Track director's loan account exposure for UK solo limited companies
Catch the 35.75% s.455 trap before year-end fires
Executive Summary
In a nutshell
A continuous-monitoring SaaS for UK solo-director limited companies that watches the Director's Loan Account (DLA) balance via Xero, QuickBooks or FreeAgent, calculates exposure at the new 35.75% s.455 rate, and warns the director at 6 months, 8 months, and 9-months-minus-7-days before the tax trigger fires. Acute timing wedge: the rate jumped from 33.75% to 35.75% on 6 April 2026, every solo director's tax bill on the same balance just got 6% bigger, and nobody has bought the SEO real estate for the term yet.
The Story
Meet the user

Jamie is thirty-eight, a freelance data engineer from Guildford who incorporated Pevensey Data Ltd in 2021 because his enterprise clients refused to pay a sole trader. He runs it from a spare bedroom, draws a small director's salary, and tops it up with quarterly dividends when his accountant tells him there's profit to distribute. In between, when his boiler died in November or his car needed a clutch in March, he transferred money out of the company account thinking of it as "his money anyway, I'll square it up at year end." His accountant only sees the books once a year, in January, four months after the year-end. By the time Jamie hears the word "s.455" his loan account is eleven thousand pounds overdrawn, the 9-month-and-1-day deadline passed three weeks ago, and at the new 35.75% rate his company owes HMRC just under four grand in deposit tax he will not get back for at least eighteen months.
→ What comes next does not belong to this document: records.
// Copyright (c) 2025 Steven Rosenthal smr@dt3.org
// See LICENSE file in root directory for license terms.

use canonical_error::CanonicalError;
use log::info;

use crate::imu_trait::{ImuTrait, SensorReading};

/// Reports IMU readings relative to the first reading taken through this
/// wrapper. The first accel read and the first gyro read each become the
/// reference for that sensor and are reported as zero. References are never
/// updated; make a new RelativeImu to re-zero.
pub struct RelativeImu<I: ImuTrait> {
    imu: I,
    ref_accel: Option<SensorReading>,
    ref_gyro: Option<SensorReading>,
}

impl<I: ImuTrait> RelativeImu<I> {
    pub fn new(imu: I) -> Self {
        RelativeImu { imu, ref_accel: None, ref_gyro: None }
    }

    pub fn read_relative_accel(&mut self, in_g: bool)
                               -> Result<SensorReading, CanonicalError> {
        let current = self.imu.read_accel(in_g)?;
        match self.ref_accel {
            Some(reference) => Ok(current - reference),
            None => {
                info!("Accel reference: x={:.4}, y={:.4}, z={:.4}",
                      current.x, current.y, current.z);
                self.ref_accel = Some(current);
                Ok(SensorReading::default())
            }
        }
    }

    pub fn read_relative_gyro(&mut self) -> Result<SensorReading, CanonicalError> {
        let current = self.imu.read_gyro()?;
        match self.ref_gyro {
            Some(reference) => Ok(current - reference),
            None => {
                info!("Gyro reference: x={:.4}, y={:.4}, z={:.4}",
                      current.x, current.y, current.z);
                self.ref_gyro = Some(current);
                Ok(SensorReading::default())
            }
        }
    }

    pub fn accel_reference(&self) -> Option<SensorReading> {
        self.ref_accel
    }

    pub fn gyro_reference(&self) -> Option<SensorReading> {
        self.ref_gyro
    }
}

#[cfg(test)]
pub mod fake {
    use std::collections::VecDeque;

    use canonical_error::{CanonicalError, unavailable_error};

    use crate::imu_trait::{ImuTrait, SensorReading};

    /// Replays scripted readings; errors once a script runs out.
    #[derive(Default)]
    pub struct ScriptedImu {
        pub accel: VecDeque<SensorReading>,
        pub gyro: VecDeque<SensorReading>,
    }

    impl ImuTrait for ScriptedImu {
        fn read_accel(&mut self, _in_g: bool)
                      -> Result<SensorReading, CanonicalError> {
            self.accel.pop_front().ok_or_else(|| unavailable_error("no accel"))
        }

        fn read_gyro(&mut self) -> Result<SensorReading, CanonicalError> {
            self.gyro.pop_front().ok_or_else(|| unavailable_error("no gyro"))
        }

        fn get_model(&self) -> String {
            "scripted".to_string()
        }
    }
}

#[cfg(test)]
mod tests {
    use super::*;
    use super::fake::ScriptedImu;

    #[test]
    fn test_first_read_is_zero() {
        let mut imu = ScriptedImu::default();
        imu.accel.push_back(SensorReading::new(3.0, 2.0, -1.0));
        imu.gyro.push_back(SensorReading::new(0.5, 0.25, 0.125));
        let mut rel = RelativeImu::new(imu);
        assert_eq!(rel.accel_reference(), None);

        assert_eq!(rel.read_relative_accel(false).unwrap(), SensorReading::default());
        assert_eq!(rel.accel_reference(), Some(SensorReading::new(3.0, 2.0, -1.0)));
        // Gyro reference is independent of the accel one.
        assert_eq!(rel.gyro_reference(), None);
        assert_eq!(rel.read_relative_gyro().unwrap(), SensorReading::default());
        assert_eq!(rel.gyro_reference(), Some(SensorReading::new(0.5, 0.25, 0.125)));
    }

    #[test]
    fn test_later_reads_subtract_reference() {
        let mut imu = ScriptedImu::default();
        imu.accel.extend([SensorReading::new(1.0, 2.0, 3.0),
                          SensorReading::new(1.1, 1.5, 3.0),
                          SensorReading::new(-1.0, 2.0, 9.0)]);
        let mut rel = RelativeImu::new(imu);
        rel.read_relative_accel(true).unwrap();
        assert_eq!(rel.read_relative_accel(true).unwrap(),
                   SensorReading::new(1.1 - 1.0, 1.5 - 2.0, 0.0));
        assert_eq!(rel.read_relative_accel(true).unwrap(),
                   SensorReading::new(-2.0, 0.0, 6.0));
        // Reference is unchanged by later reads.
        assert_eq!(rel.accel_reference(), Some(SensorReading::new(1.0, 2.0, 3.0)));
    }

    #[test]
    fn test_failed_read_sets_no_reference() {
        let mut rel = RelativeImu::new(ScriptedImu::default());
        assert!(rel.read_relative_gyro().is_err());
        assert_eq!(rel.gyro_reference(), None);
    }
}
Then he finds DLAGuard. He connects his Xero account in two clicks. The dashboard is green. It says: balance £4,800, year-end 31 March, s.455 trigger 1 January next year, current exposure if not cleared £1,716. Three months out it starts emailing him. Six weeks out it texts him. It drafts the dividend resolution and the journal entry for him to send his accountant. The next year-end he is at zero, smiling, and the four grand stays in the company.
Scores
How does this idea stack up?
7.4/10
4.5M solo-director UK ltds. "s455 tax" 1,900/mo, "directors loan account" 1,000/mo, "overdrawn directors loan account" 390/mo, all low competition.
Forum posters describe being out of their depth, surprise four-figure tax bills, accountants who only flag it post-year-end.
Xero, QuickBooks and FreeAgent all expose public APIs with general ledger access. Trigger date math is deterministic.
Rate jumped 33.75% to 35.75% on 6 April 2026. Every "s.455" guide on the web needs rewriting. Fresh search intent window.
s.455 is statute (CTA 2010), not a passing scheme. Rate may move but the 9-month trap is permanent.
Solo Next.js + Supabase build, three OAuth integrations, standard ledger parsing. Two to three weeks to a working MVP.
Strongest
Timing
The rate change is recent, the searches will spike, and no dedicated tool has claimed the term.
Watch out
Opportunity
The headline volumes are healthy but a chunk of that traffic is informational, looking for "what is s455" rather than "give me a tool". Conversion will lean on the £10k threshold trigger and accountant-channel referrals.
Pain Point
The problem
“I feel way out of my depth and don't know where to get advice.”
— MoneySavingExpert forum, overdrawn DLA thread
The pain pattern is consistent across forums, accountancy blogs and AccountingWEB threads. Solo directors do not understand that money pulled from the company account between salary runs is a director's loan. Their bookkeeping tool records the balance, but does not warn them. Their accountant only sees it at year-end, by which point the 9-month repayment clock is already counting down. By the time the s.455 trigger fires, the company is on the hook for a refundable but capital-locking corporation tax charge of 35.75% (from 6 April 2026, up from 33.75%) of the outstanding balance.
There is a second, layered pain. If the DLA exceeds £10,000 at any point in the tax year, the whole balance becomes a Benefit in Kind, the company owes Class 1A NIC (currently 15%) on the deemed interest, and the director picks up an income tax charge. Most solo directors do not know this rule exists.
The market for "watch my DLA" is not informational. It is reactive. People search for help once the problem has shown up. The product needs to surface it before the trigger date arrives, which means continuous monitoring on connected books, not a one-off calculator.